Hoje ela usa toda essa trajetória para encorajar mulheres que sofreram tanto ou mais que ela. Meninas vítimas de abuso sexual, de violência doméstica, que se envolveram com drogas ou que se tornaram mães precocemente. Todas excluídas da sociedade por algum motivo que, juntas, encontram no esporte a força para lutar.
Elas fazem parte do Asape, time que Ita criou há 12 anos e já atingiu alguns feitos: títulos dos Jogos Regionais e três atletas convocadas para a seleção brasileira de base. Por conta de uma mudança no comando técnico, só uma delas chegou a se apresentar e a treinar por duas semanas na Granja Comary com o time sub-15. Mas cada passo é motivo de orgulho para um time que não é considerado de ponta.
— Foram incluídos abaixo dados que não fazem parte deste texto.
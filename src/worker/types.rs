// Core Worker Data Structures

use serde::{Deserialize, Serialize};
use url::Url;

use crate::worker::error::{Result, WorkerError};

/// Name of a named cache inside the cache store
pub type CacheName = String;

/// HTTP methods the interceptor distinguishes
#[derive(Debug, Clone, Copy, PartialEq, Eq, Serialize, Deserialize)]
pub enum HttpMethod {
    Get,
    Head,
    Post,
    Put,
    Patch,
    Delete,
    Options,
}

impl HttpMethod {
    pub fn as_str(&self) -> &'static str {
        match self {
            HttpMethod::Get => "GET",
            HttpMethod::Head => "HEAD",
            HttpMethod::Post => "POST",
            HttpMethod::Put => "PUT",
            HttpMethod::Patch => "PATCH",
            HttpMethod::Delete => "DELETE",
            HttpMethod::Options => "OPTIONS",
        }
    }
}

/// A request descriptor as seen by the fetch interceptor
#[derive(Debug, Clone, Serialize, Deserialize)]
pub struct FetchRequest {
    pub method: HttpMethod,
    /// Absolute URL, or a path resolved against the configured origin
    pub url: String,
    /// Value of the Accept header, if any
    pub accept: Option<String>,
}

impl FetchRequest {
    /// Plain GET request with no Accept header (static assets, manifest)
    pub fn get(url: impl Into<String>) -> Self {
        Self {
            method: HttpMethod::Get,
            url: url.into(),
            accept: None,
        }
    }

    /// GET request accepting HTML, as issued by a page navigation
    pub fn navigation(url: impl Into<String>) -> Self {
        Self {
            method: HttpMethod::Get,
            url: url.into(),
            accept: Some("text/html,application/xhtml+xml".to_string()),
        }
    }

    pub fn is_get(&self) -> bool {
        self.method == HttpMethod::Get
    }

    /// Whether the Accept header indicates an HTML navigation
    pub fn accepts_html(&self) -> bool {
        self.accept
            .as_deref()
            .map(|a| a.contains("text/html"))
            .unwrap_or(false)
    }
}

/// Resolve a raw URL or path against the application origin
pub fn resolve_url(origin: &Url, raw: &str) -> Result<Url> {
    match Url::parse(raw) {
        Ok(url) => Ok(url),
        Err(_) => origin
            .join(raw)
            .map_err(|_| WorkerError::InvalidUrl(raw.to_string())),
    }
}

/// Normalized cache key for a request: method plus absolute URL
pub fn cache_key(method: HttpMethod, url: &Url) -> String {
    format!("{} {}", method.as_str(), url)
}

/// A captured response snapshot: status, headers, body
#[derive(Debug, Clone, PartialEq, Eq, Serialize, Deserialize)]
pub struct CapturedResponse {
    pub status: u16,
    pub headers: Vec<(String, String)>,
    pub body: Vec<u8>,
}

impl CapturedResponse {
    pub fn new(status: u16, body: Vec<u8>) -> Self {
        Self {
            status,
            headers: Vec::new(),
            body,
        }
    }

    /// 200 OK with the given body
    pub fn ok(body: impl Into<Vec<u8>>) -> Self {
        Self::new(200, body.into())
    }

    pub fn with_header(mut self, name: impl Into<String>, value: impl Into<String>) -> Self {
        self.headers.push((name.into(), value.into()));
        self
    }

    pub fn is_success(&self) -> bool {
        (200..300).contains(&self.status)
    }

    /// Synthesized response for a navigation that found neither a cached
    /// entry nor a pre-populated offline page
    pub fn offline_placeholder() -> Self {
        Self::new(503, b"offline".to_vec())
            .with_header("Content-Type", "text/plain")
    }
}

/// Where an intercepted response came from
#[derive(Debug, Clone, Copy, PartialEq, Eq)]
pub enum ResponseSource {
    /// Live network response
    Network,
    /// Matching entry in the cache store
    Cache,
    /// The pre-populated offline fallback page
    OfflineFallback,
    /// Synthesized placeholder (offline page was never pre-cached)
    Placeholder,
}

/// Result of running a request through the interceptor
#[derive(Debug, Clone)]
pub enum Intercepted {
    /// The interceptor produced a response
    Response {
        response: CapturedResponse,
        source: ResponseSource,
    },
    /// Request is not intercepted; caller proceeds with a normal fetch
    Passthrough,
}

impl Intercepted {
    pub fn response(&self) -> Option<&CapturedResponse> {
        match self {
            Intercepted::Response { response, .. } => Some(response),
            Intercepted::Passthrough => None,
        }
    }

    pub fn source(&self) -> Option<ResponseSource> {
        match self {
            Intercepted::Response { source, .. } => Some(*source),
            Intercepted::Passthrough => None,
        }
    }

    pub fn is_passthrough(&self) -> bool {
        matches!(self, Intercepted::Passthrough)
    }
}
“O instrumento do esporte como empoderamento é muito importante porque é difícil ver mulheres no comando. E quando isso surge, isso nos fortalece. Porque é um campo de muitas dificuldades, de carência total e desprezo. Porque ser mulher já é difícil, ser nordestino já é duas vezes difícil. Você vive num mundo totalmente dominado por homens, e a gente se vê muito desacreditada em algumas situações. Mas ao mesmo tempo a gente se vê forte de acreditar no próprio trabalho, de querer provar quem somos, não para os outros, mas de se auto afirmar em alguma coisa que você acredita e gosta”, disse.
Não à toa ela se tornou uma referência para as meninas, às vezes até mais que uma mãe. É ela quem as encoraja na busca dos sonhos, quem guarda os maiores segredos, quem diz aquela palavra certa na hora certa. Tudo isso mesmo sendo brava, chata mesmo.
“Muitas das meninas, na situação em que elas vivem, não têm uma formação boa, de repente não têm referência de pai e de mãe. Muitas veem na treinadora uma pessoa firme, decidida e que não abandona a sua luta. Isso é muito bom. Outro dia, a gente estava vindo de um jogo, e o motorista estava correndo muito. E eu falei: ‘não dá para ir mais devagar? Eu tenho medo’. E uma aluna falou: ‘você tem medo?’. E aquilo me chamou a atenção porque veio de uma criança de 14 anos. Ela quis dizer que me via como uma pessoa forte, e uma pessoa forte não pode ter medo”.
É essa força que ela quer passar para as suas pupilas. O amor pelo esporte é exercitado diariamente, mas sem qualquer romantismo. Ela é bem cética quanto ao futuro do futebol feminino e passa longe do perfil sonhadora: prefere ser realista. Por isso, faz um alerta duro às suas pupilas: 'estudem e não acreditem no futuro como atleta'.
“Trabalho com muita sinceridade com meu grupo. Pode sonhar? Pode. Pode ter ídolos? Pode. Todo mundo pode, porém não é nossa realidade. A gente sabe disso. Vai estudar, se der para associar os dois, ótimo, bacana. Eu prefiro que elas vivenciem a prática do esporte, mas que possa sonhar com um futuro dentro de outro segmento, onde elas vão ter certeza que vai acontecer alguma coisa boa que dependa só delas”.